Schellekens: Zunächst stellte ich die Unterlagen zusammen. Was da alles gefordert wurde, da muss man richtig die Hosen runterlassen. Mein Dental-Berater beruhigte mich, als er mir erklärte, dass der Berater für die Analyse Steuerberater sei und eine Verschwiegenheitserklärung vorliege. Keiner außer ihm – auch nicht das Depot – erfahre Zahlen aus meinen Unterlagen. Ich schickte also den Ordner mit meinen detaillierten persönlichen Angaben und Unterlagen zu diesem Steuerberater, der mit mir einen Besprechungstermin vier Wochen später ausmachte.

?Wie ging es dann weiter?
Schellekens: Nach vier Wochen war der Steuerberater Werner Hartwig zur Beratung mit seiner Analyse bei mir. Nach der detaillierten, praxisbezogenen und leicht verständlichen Beratung hat er mir dann glaubwürdig erklärt, wie ich Reserven in Höhe von mehr als 100.000 Euro in meiner Praxis umsetzen kann. Ich konnte jeden Verbesserungsvorschlag verstehen, und alle waren umsetzbar. Es ist unglaublich, wie sich dieser Steuerberater in den Abläufen von Zahnarztpraxen auskennt. Sogar auf fehlende Schritte in meinen Behandlungsabläufen hat er mich hingewiesen.

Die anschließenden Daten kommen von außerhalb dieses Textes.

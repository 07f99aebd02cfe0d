mod parquet;

use crate::error::Result;
use crate::parser::{ColumnarBatch, DbfTable};

pub use parquet::ParquetSink;

/// Provides table information to sinks during initialisation.
pub struct SinkContext<'a> {
    pub table: &'a DbfTable,
}

impl<'a> SinkContext<'a> {
    #[must_use]
    pub const fn new(table: &'a DbfTable) -> Self {
        Self { table }
    }
}

/// Trait implemented by sinks that consume typed columnar batches.
///
/// Callers invoke the methods in order: `begin` once, `write_batch` with
/// batches in increasing row order, `finish` exactly once. A sink must not
/// finalise its output before `finish` succeeds.
pub trait ColumnarSink {
    /// Called before any batches, with the table whose schema is being written.
    fn begin(&mut self, context: SinkContext<'_>) -> Result<()>;

    /// Invoked for every extracted batch, in row order.
    fn write_batch(&mut self, batch: &ColumnarBatch) -> Result<()>;

    /// Called once after the last batch to flush and finalise output.
    fn finish(&mut self) -> Result<()>;
}
use std::borrow::Cow;
use std::fmt;

use time::Date;

/// Represents a single cell value produced by the DBC reader.
#[derive(Debug, Clone, PartialEq)]
pub enum Value<'a> {
    /// UTF-8 string converted from the source encoding.
    Str(Cow<'a, str>),
    /// 32-bit signed integer (Numeric field with no decimals, width <= 9).
    Int32(i32),
    /// 64-bit signed integer (Numeric field with no decimals, width > 9).
    Int64(i64),
    /// 64-bit floating point number (Numeric field with decimals).
    Float(f64),
    /// Logical field.
    Bool(bool),
    /// Day-granularity calendar value.
    Date(Date),
    /// Empty or unparseable cell.
    Null,
}

impl Value<'_> {
    #[must_use]
    pub fn into_owned(self) -> Value<'static> {
        match self {
            Value::Str(s) => Value::Str(Cow::Owned(s.into_owned())),
            Value::Int32(v) => Value::Int32(v),
            Value::Int64(v) => Value::Int64(v),
            Value::Float(v) => Value::Float(v),
            Value::Bool(v) => Value::Bool(v),
            Value::Date(d) => Value::Date(d),
            Value::Null => Value::Null,
        }
    }

    #[must_use]
    pub const fn is_null(&self) -> bool {
        matches!(self, Self::Null)
    }
}

impl fmt::Display for Value<'_> {
    fn fmt(&self, f: &mut fmt::Formatter<'_>) -> fmt::Result {
        match self {
            Self::Str(s) => f.write_str(s),
            Self::Int32(v) => write!(f, "{v}"),
            Self::Int64(v) => write!(f, "{v}"),
            Self::Float(v) => write!(f, "{v}"),
            Self::Bool(v) => write!(f, "{v}"),
            Self::Date(d) => write!(f, "{d}"),
            Self::Null => Ok(()),
        }
    }
}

So hätte ich bei ca. 50 Terminen mit Privatpatienten die Spülung zur Keimreduzierung (GOZ 402) als delegierbare Leistung mehr erbringen können. Außerdem führte er mir unter anderem vor Augen, mit welcher Terminsystematik die Folgepositionen nach PZR gesichert zur Anwendung kommen können. Diese Schritte sind nützlich für den Patienten und erhöhen zudem die Wirtschaftlichkeit erheblich. Meine Erwartungen wurden weit übertroffen.

?Können Sie das konkreter beschreiben?
Schellekens: Ich habe von den Vorschlägen einige sofort umgesetzt und eine sichtbare Gewinnsteigerung von mehr als 80.000 Euro pro Jahr gegenüber den Vorjahren erzielt. Was mich dabei besonders beeindruckt hat, war ein Benchmark für die Behandlung bei Privatpatienten als 100-Fall-Statistik. Allein daraus ergab sich für mich eine Reserve von mehr als 20.000 Euro pro Quartal. Damit weitere Gewinnerhöhungen umgesetzt werden, habe ich Herrn Hartwig für ein Praxiscoaching engagiert. Besonders dankbar bin ich meinem Depot-Berater, der mir den Kontakt zu Herrn Hartwig hergestellt hat.